Input records -
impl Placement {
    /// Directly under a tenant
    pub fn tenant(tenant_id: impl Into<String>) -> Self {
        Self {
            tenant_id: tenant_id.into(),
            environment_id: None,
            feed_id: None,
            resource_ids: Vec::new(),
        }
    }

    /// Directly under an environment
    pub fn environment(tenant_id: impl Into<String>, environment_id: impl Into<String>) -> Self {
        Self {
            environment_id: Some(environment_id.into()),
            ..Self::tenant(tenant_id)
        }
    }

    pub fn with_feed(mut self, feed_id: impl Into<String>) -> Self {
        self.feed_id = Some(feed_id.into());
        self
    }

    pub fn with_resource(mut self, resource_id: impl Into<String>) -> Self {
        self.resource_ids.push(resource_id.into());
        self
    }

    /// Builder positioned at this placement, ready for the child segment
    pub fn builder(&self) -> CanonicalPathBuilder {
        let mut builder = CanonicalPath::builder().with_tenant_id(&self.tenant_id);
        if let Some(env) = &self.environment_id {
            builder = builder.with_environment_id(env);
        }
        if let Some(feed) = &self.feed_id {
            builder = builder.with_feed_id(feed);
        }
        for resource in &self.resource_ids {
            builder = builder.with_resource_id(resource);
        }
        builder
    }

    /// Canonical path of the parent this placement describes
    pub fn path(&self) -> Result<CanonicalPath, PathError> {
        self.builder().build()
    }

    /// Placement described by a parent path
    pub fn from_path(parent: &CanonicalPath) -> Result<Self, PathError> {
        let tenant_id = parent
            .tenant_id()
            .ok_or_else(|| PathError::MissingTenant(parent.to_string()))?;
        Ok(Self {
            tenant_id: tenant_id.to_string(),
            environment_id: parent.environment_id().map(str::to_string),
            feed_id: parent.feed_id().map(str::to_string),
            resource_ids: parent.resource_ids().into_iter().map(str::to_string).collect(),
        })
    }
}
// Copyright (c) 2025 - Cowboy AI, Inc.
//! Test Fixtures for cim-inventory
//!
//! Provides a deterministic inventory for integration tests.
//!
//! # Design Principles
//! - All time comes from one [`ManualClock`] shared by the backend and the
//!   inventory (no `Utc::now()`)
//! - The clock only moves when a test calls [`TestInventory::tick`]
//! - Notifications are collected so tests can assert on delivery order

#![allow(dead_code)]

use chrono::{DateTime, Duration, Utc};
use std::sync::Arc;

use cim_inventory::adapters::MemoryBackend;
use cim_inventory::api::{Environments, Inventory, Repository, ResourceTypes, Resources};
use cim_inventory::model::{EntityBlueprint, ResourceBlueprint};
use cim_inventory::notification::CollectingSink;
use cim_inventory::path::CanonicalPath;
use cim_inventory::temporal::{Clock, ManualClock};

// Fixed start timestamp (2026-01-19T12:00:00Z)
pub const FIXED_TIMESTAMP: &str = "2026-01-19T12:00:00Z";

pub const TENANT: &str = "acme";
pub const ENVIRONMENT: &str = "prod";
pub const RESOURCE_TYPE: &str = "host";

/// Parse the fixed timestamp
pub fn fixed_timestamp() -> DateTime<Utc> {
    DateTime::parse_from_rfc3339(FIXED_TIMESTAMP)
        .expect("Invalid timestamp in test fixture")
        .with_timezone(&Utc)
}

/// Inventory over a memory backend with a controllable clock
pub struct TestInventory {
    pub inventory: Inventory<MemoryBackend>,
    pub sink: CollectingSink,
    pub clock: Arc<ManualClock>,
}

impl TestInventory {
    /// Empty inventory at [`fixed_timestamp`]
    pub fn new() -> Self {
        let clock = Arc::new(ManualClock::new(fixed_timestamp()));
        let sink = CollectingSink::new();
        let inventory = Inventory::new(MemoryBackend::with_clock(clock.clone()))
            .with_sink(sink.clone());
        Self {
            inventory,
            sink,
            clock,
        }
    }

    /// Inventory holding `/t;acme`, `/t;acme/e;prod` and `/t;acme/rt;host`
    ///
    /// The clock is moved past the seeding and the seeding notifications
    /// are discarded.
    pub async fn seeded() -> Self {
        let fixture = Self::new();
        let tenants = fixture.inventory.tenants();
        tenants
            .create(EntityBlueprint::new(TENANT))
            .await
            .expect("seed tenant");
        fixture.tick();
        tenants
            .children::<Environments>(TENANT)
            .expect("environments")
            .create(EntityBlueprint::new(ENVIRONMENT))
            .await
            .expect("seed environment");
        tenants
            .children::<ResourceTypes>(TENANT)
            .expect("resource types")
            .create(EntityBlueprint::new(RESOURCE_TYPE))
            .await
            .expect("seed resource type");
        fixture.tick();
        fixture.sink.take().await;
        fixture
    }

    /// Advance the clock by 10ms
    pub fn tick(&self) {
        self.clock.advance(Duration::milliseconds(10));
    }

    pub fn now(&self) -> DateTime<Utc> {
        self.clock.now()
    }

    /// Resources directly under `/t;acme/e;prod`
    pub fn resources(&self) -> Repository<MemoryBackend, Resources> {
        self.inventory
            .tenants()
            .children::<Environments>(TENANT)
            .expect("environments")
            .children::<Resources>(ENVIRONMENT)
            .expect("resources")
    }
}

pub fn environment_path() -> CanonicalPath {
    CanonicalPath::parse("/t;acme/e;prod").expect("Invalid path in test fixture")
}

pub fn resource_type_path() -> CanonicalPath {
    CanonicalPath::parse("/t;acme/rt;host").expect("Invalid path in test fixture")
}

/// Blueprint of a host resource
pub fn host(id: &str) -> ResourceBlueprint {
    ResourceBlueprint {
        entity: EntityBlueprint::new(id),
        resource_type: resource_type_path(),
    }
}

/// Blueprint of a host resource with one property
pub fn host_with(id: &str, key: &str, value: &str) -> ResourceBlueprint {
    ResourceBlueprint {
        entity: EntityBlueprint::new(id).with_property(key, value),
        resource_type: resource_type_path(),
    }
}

About this exercise - Show each line from the material above where the string "prod" can be found.

Task result -
pub const ENVIRONMENT: &str = "prod";
    /// Inventory holding `/t;acme`, `/t;acme/e;prod` and `/t;acme/rt;host`
    /// Resources directly under `/t;acme/e;prod`
    CanonicalPath::parse("/t;acme/e;prod").expect("Invalid path in test fixture")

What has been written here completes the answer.